What you will do:
Look through the entries below and report every line that has "when".

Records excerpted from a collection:
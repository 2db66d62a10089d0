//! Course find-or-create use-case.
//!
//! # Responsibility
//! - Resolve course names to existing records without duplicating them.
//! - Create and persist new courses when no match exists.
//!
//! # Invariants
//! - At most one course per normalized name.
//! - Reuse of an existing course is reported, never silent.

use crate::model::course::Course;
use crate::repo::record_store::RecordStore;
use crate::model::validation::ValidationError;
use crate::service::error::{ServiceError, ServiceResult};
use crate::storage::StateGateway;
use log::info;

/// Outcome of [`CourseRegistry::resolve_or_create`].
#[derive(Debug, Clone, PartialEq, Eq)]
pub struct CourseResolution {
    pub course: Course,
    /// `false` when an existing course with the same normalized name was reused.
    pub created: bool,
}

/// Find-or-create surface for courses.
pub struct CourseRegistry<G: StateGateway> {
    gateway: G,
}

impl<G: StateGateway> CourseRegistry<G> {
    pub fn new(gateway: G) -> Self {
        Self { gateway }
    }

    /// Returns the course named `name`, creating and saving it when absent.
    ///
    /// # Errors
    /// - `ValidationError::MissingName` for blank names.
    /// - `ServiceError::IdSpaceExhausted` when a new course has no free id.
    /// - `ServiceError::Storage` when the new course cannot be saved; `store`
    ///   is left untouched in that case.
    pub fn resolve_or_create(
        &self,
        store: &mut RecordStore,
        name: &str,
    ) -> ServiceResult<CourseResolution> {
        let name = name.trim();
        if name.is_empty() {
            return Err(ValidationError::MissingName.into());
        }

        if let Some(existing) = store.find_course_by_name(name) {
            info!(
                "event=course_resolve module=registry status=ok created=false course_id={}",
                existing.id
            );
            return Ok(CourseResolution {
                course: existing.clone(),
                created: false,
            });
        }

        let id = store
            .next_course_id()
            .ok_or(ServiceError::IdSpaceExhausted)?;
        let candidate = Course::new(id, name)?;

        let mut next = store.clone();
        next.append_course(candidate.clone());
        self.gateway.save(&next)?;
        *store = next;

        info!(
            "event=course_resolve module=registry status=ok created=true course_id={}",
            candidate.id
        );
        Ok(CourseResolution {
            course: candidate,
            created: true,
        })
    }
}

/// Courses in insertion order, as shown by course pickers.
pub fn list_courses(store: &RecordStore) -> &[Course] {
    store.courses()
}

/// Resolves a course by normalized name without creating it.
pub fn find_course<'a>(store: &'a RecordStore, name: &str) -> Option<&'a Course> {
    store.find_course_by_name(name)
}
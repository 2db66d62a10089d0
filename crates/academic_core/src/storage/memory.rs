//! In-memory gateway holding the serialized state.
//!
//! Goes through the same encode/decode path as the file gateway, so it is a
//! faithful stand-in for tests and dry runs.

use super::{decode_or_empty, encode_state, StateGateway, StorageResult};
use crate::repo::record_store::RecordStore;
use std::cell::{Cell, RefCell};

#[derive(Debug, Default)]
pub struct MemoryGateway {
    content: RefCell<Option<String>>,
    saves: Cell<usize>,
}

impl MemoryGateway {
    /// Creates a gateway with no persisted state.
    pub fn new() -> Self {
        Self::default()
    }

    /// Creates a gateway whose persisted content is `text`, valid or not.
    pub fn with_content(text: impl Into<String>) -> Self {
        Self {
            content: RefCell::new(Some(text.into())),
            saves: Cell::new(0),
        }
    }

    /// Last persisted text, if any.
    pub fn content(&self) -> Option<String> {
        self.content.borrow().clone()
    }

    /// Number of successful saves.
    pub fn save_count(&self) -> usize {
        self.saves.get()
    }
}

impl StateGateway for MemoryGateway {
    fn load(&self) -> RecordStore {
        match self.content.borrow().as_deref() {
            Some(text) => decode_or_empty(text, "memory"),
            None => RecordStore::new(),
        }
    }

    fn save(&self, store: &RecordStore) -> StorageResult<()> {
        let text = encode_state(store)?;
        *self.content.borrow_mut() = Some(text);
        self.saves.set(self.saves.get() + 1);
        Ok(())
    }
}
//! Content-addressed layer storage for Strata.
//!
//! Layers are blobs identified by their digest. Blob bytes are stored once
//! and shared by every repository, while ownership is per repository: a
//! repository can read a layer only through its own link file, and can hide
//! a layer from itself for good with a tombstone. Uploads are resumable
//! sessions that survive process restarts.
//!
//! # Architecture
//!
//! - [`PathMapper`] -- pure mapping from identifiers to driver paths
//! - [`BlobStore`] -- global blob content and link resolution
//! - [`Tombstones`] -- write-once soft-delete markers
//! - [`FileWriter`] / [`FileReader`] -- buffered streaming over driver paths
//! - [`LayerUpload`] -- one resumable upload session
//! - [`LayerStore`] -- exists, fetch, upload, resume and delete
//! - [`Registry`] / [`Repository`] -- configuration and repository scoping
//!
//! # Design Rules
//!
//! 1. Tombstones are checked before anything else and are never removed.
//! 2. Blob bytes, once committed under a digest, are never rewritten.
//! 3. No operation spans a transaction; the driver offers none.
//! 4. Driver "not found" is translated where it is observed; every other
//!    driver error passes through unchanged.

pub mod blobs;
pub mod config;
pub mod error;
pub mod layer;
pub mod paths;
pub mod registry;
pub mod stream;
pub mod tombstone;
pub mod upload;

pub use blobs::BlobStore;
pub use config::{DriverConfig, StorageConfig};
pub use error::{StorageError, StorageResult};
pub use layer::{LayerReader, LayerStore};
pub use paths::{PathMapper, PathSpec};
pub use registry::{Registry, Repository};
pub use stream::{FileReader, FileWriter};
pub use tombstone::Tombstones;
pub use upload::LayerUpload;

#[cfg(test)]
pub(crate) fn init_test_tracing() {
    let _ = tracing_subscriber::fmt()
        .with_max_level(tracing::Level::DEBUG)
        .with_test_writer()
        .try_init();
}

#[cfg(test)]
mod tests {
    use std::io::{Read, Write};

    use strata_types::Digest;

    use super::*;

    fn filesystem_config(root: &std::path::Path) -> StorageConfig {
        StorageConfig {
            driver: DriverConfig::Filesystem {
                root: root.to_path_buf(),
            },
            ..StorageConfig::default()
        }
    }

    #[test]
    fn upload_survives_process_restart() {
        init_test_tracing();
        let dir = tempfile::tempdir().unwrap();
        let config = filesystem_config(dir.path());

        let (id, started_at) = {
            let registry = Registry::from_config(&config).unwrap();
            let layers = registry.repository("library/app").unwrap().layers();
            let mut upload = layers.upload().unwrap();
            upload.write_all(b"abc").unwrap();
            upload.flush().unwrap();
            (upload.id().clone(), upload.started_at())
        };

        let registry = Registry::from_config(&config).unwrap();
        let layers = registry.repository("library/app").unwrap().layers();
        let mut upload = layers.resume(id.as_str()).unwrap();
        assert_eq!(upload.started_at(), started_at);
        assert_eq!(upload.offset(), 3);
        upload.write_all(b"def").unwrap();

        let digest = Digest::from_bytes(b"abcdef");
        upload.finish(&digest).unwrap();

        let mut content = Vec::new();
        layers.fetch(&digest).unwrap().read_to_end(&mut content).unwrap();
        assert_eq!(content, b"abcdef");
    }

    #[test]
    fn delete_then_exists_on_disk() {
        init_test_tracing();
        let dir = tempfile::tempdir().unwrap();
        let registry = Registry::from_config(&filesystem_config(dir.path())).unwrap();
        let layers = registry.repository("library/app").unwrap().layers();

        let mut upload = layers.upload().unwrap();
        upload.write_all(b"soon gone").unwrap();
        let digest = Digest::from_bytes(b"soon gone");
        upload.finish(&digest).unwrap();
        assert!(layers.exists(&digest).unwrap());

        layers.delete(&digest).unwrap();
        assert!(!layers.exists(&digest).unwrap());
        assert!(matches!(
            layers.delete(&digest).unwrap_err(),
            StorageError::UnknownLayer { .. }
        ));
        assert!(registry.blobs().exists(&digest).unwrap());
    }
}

Task answer:
//! - Create and persist new courses when no match exists.
    /// `false` when an existing course with the same normalized name was reused.
    /// Returns the course named `name`, creating and saving it when absent.
    /// - `ServiceError::IdSpaceExhausted` when a new course has no free id.
    /// - `ServiceError::Storage` when the new course cannot be saved; `store`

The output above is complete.